Streptococcal pyrogenic exotoxin a induces regulatory T cells via TNF-α-TNFR2 signaling.

Abstract

Bacterial superantigens are potent immune activators that trigger T cell proliferation and intensive release of cytokines, leading to toxic shock syndrome. Also, they impair host immune responses, increasing bacterial carriage and transmission. Several studies proposed that superantigens can induce regulatory T (Treg) cells, which may suppress immune responses against bacterial infection. However, the mechanism of Treg cell induction by superantigens is still elusive. We here demonstrated that streptococcal pyrogenic exotoxin A (SPEA) promoted human CD4⁺CD25⁺Foxp3⁺ T cell induction in a dose- and time-dependent manner and the induction required antigen-presenting cells (APCs). SPEA-induced CD4⁺CD25⁺ T cells could suppress allogeneic T cell proliferation and IL-2 secretion. Flow cytometric analyses demonstrated high expression of TNFR2 on SPEA-induced CD4⁺CD25⁺Foxp3⁺ T cells. Blocking the interaction between TNF-⍺ and TNFR2 reduced SPEA-induced CD25⁺Foxp3⁺ Treg cells.
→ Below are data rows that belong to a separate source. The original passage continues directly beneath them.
//! Push event payloads: FlexMatch lifecycle and queue placement.
//!
//! Event details use the camelCase field names of the back end's event
//! notifications; the envelopes use PascalCase like every other message.

#[cfg(test)]
#[path = "events_test.rs"]
mod events_test;

use serde::{Deserialize, Serialize};

/// FlexMatch event envelope. `resources[0]` names the matchmaking configuration.
#[derive(Clone, Debug, PartialEq, Serialize, Deserialize)]
#[serde(rename_all = "PascalCase")]
pub struct FlexMatchEvent {
    #[serde(rename = "FlexMatchEventDetail")]
    pub detail: FlexMatchEventDetail,
    #[serde(default)]
    pub resources: Vec<String>,
}

impl FlexMatchEvent {
    /// The matchmaking configuration identifier, if the server sent one.
    #[must_use]
    pub fn configuration(&self) -> Option<&str> {
        self.resources.first().map(String::as_str)
    }
}

#[derive(Clone, Copy, Debug, PartialEq, Eq, Serialize, Deserialize)]
pub enum FlexMatchEventType {
    MatchmakingSearching,
    PotentialMatchCreated,
    AcceptMatch,
    AcceptMatchCompleted,
    MatchmakingSucceeded,
    MatchmakingTimedOut,
    MatchmakingCancelled,
    MatchmakingFailed,
    #[serde(other)]
    Other,
}

#[derive(Clone, Debug, PartialEq, Serialize, Deserialize)]
#[serde(rename_all = "camelCase")]
pub struct FlexMatchEventDetail {
    #[serde(rename = "type")]
    pub event_type: FlexMatchEventType,
    #[serde(default)]
    pub tickets: Vec<Ticket>,
    #[serde(default)]
    pub match_id: Option<String>,
    #[serde(default)]
    pub game_session_info: Option<GameSessionInfo>,
    #[serde(default)]
    pub acceptance_required: Option<bool>,
}

impl FlexMatchEventDetail {
    /// Player ids taking part in the event, without duplicates, in event order.
    ///
    /// Prefers `gameSessionInfo.players` and falls back to the ticket rosters.
    #[must_use]
    pub fn participants(&self) -> Vec<&str> {
        let from_session = self
            .game_session_info
            .as_ref()
            .map(|info| info.players.iter().map(|p| p.player_id.as_str()).collect::<Vec<_>>())
            .unwrap_or_default();
        let ids = if from_session.is_empty() {
            self.tickets
                .iter()
                .flat_map(|t| t.players.iter().map(|p| p.player_id.as_str()))
                .collect()
        } else {
            from_session
        };

        let mut out: Vec<&str> = Vec::with_capacity(ids.len());
        for id in ids {
            if !out.contains(&id) {
                out.push(id);
            }
        }
        out
    }
}

/// A matchmaking request grouping one or more players.
#[derive(Clone, Debug, Default, PartialEq, Serialize, Deserialize)]
#[serde(rename_all = "camelCase")]
pub struct Ticket {
    pub ticket_id: String,
    #[serde(default)]
    pub start_time: Option<String>,
    #[serde(default)]
    pub players: Vec<TicketPlayer>,
}

#[derive(Clone, Debug, Default, PartialEq, Serialize, Deserialize)]
#[serde(rename_all = "camelCase")]
pub struct TicketPlayer {
    pub player_id: String,
    #[serde(default)]
    pub team: Option<String>,
    #[serde(default)]
    pub player_session_id: Option<String>,
}

#[derive(Clone, Debug, Default, PartialEq, Serialize, Deserialize)]
#[serde(rename_all = "camelCase")]
pub struct GameSessionInfo {
    #[serde(default)]
    pub players: Vec<TicketPlayer>,
    #[serde(default)]
    pub ip_address: Option<String>,
}

/// Queue placement envelope. `resources[0]` names the queue.
#[derive(Clone, Debug, PartialEq, Serialize, Deserialize)]
#[serde(rename_all = "PascalCase")]
pub struct QueuePlacementEvent {
    #[serde(rename = "QueuePlacementEventDetail")]
    pub detail: QueuePlacementEventDetail,
    #[serde(default)]
    pub resources: Vec<String>,
}

impl QueuePlacementEvent {
    /// The queue identifier, if the server sent one.
    #[must_use]
    pub fn queue(&self) -> Option<&str> {
        self.resources.first().map(String::as_str)
    }
}

#[derive(Clone, Copy, Debug, PartialEq, Eq, Serialize, Deserialize)]
pub enum PlacementEventType {
    PlacementFulfilled,
    PlacementCancelled,
    PlacementTimedOut,
    PlacementFailed,
    #[serde(other)]
    Other,
}

#[derive(Clone, Debug, PartialEq, Serialize, Deserialize)]
#[serde(rename_all = "camelCase")]
pub struct QueuePlacementEventDetail {
    pub placement_id: String,
    #[serde(rename = "type")]
    pub event_type: PlacementEventType,
    #[serde(default)]
    pub game_session_arn: Option<String>,
    #[serde(default)]
    pub game_session_region: Option<String>,
    #[serde(default)]
    pub ip_address: Option<String>,
    #[serde(default)]
    pub dns_name: Option<String>,
    /// `None` when placement did not produce player sessions (any failure).
    #[serde(default)]
    pub placed_player_sessions: Option<Vec<PlacedPlayerSession>>,
}

#[derive(Clone, Debug, Default, PartialEq, Serialize, Deserialize)]
#[serde(rename_all = "camelCase")]
pub struct PlacedPlayerSession {
    pub player_id: String,
    #[serde(default)]
    pub player_session_id: Option<String>,
}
Our present study suggests a mechanism that the TNF-⍺ and TNFR2 axis is required for the induction of human CD4⁺CD25⁺Foxp3⁺ Treg cells by SPEA, which implicates a potential strategy to enhance the clearance of Group A streptococcus infection through reducing Treg cell induction by the inhibition of TNFR2 signaling.